Hoy no se cultiva el silencio. Es una verdadera lástima que a menudo y por doquier haya ruido y muchas, demasiadas palabras. También entre nosotros, los creyentes en Cristo, abundan las reuniones rebosantes de palabras. Se trata de un problema que afecta al alma, el espíritu, la vida. Hay una saturación, debida al exceso de actividad del cuerpo y de la mente. Necesitamos recogimiento, espacios de pausa, de silencio, de quietud, para regenerar mente, cuerpo y corazón. Es entonces cuando se manifiesta la verdad y se descubre a la persona: al Señor, a nosotros mismos, a los hermanos y hermanas.
Una Facultad Teológica se dedica, sobre todo, a profundizar en la Verdad y a comunicarla. Se usan muchas palabras: escritas, leídas, dichas. Pero precisamente en un centro de estudios como el nuestro, el silencio tiene una gran importancia. No es suficiente leer, estudiar, dar clase y debatir sobre las verdades de las que nos ocupamos. Es muy importante profundizar, y esto requiere tiempo y espacios de silencio.

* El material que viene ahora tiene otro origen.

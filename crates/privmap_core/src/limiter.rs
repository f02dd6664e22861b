//! Counting admission gate.

use parking_lot::{Condvar, Mutex};

/// Bounds how many callers hold a slot at once.
///
/// `acquire` blocks until a slot is free; the slot is returned when the
/// [`Permit`] is dropped.
///
/// # Examples
///
/// ```
/// use privmap_core::Limiter;
///
/// let limiter = Limiter::new(2);
/// let a = limiter.acquire();
/// let _b = limiter.acquire();
/// assert_eq!(limiter.in_use(), 2);
/// drop(a);
/// assert_eq!(limiter.in_use(), 1);
/// ```
#[derive(Debug)]
pub struct Limiter {
    capacity: usize,
    in_use: Mutex<usize>,
    freed: Condvar,
}

impl Limiter {
    /// Creates a gate with `capacity` slots (at least one).
    pub fn new(capacity: usize) -> Self {
        Self {
            capacity: capacity.max(1),
            in_use: Mutex::new(0),
            freed: Condvar::new(),
        }
    }

    /// Number of slots.
    pub fn capacity(&self) -> usize {
        self.capacity
    }

    /// Slots currently held.
    pub fn in_use(&self) -> usize {
        *self.in_use.lock()
    }

    /// Blocks until a slot is available and takes it.
    pub fn acquire(&self) -> Permit<'_> {
        let mut in_use = self.in_use.lock();
        while *in_use >= self.capacity {
            self.freed.wait(&mut in_use);
        }
        *in_use += 1;
        Permit { limiter: self }
    }

    fn release(&self) {
        let mut in_use = self.in_use.lock();
        *in_use -= 1;
        self.freed.notify_one();
    }
}

/// A held slot.
#[derive(Debug)]
pub struct Permit<'a> {
    limiter: &'a Limiter,
}

impl Drop for Permit<'_> {
    fn drop(&mut self) {
        self.limiter.release();
    }
}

Hoy corremos el peligro de descuidar la reflexión profunda. En cambio, ésta es fundamental para que el pensamiento no sea superficial y las decisiones no sean casuales, es decir, vanas. Hay que aprender, pues, a hacer silencio, a tomarse el tiempo necesario para dejar que la verdad conocida repose en nuestra mente y, al calor de la caridad, se gesten afirmaciones verdaderas y profundas, surjan intuiciones penetrantes acerca del significado de los signos de nuestro tiempo. Para que el servicio de la búsqueda de la verdad, al que todos estamos llamados de algún modo, pueda resultar útil al hombre y la mujer de hoy, es necesario hacer silencio y dejar que broten de él nuestras declaraciones, la comprensión de las verdaderas necesidades de la humanidad contemporánea y las decisiones que estamos llamados a tomar. En esto, San Francisco era un maestro, un hombre capaz de pasar largos periodos de silencio, durante las diversas “cuaresmas” que hacía cada año. Se retiraba al silencio como a un lugar de encuentro con la única Palabra verdadera, el paradigma que ilumina y da sentido a la realidad y a partir del cual recibe significado toda palabra humana. En definitiva, el silencio, sobre todo el silencio de quien ama a Dios, es precisamente eso: un lugar de encuentro, un ámbito en el que sumergirse en la verdad y la luz, para salir de ahí más auténticos, más libres, más sencillos y capaces de comunicar de verdad.
Que nuestros santos nos ayuden a vivir en plenitud esta dimensión humana y sobrenatural fundamental: la palabra y el silencio.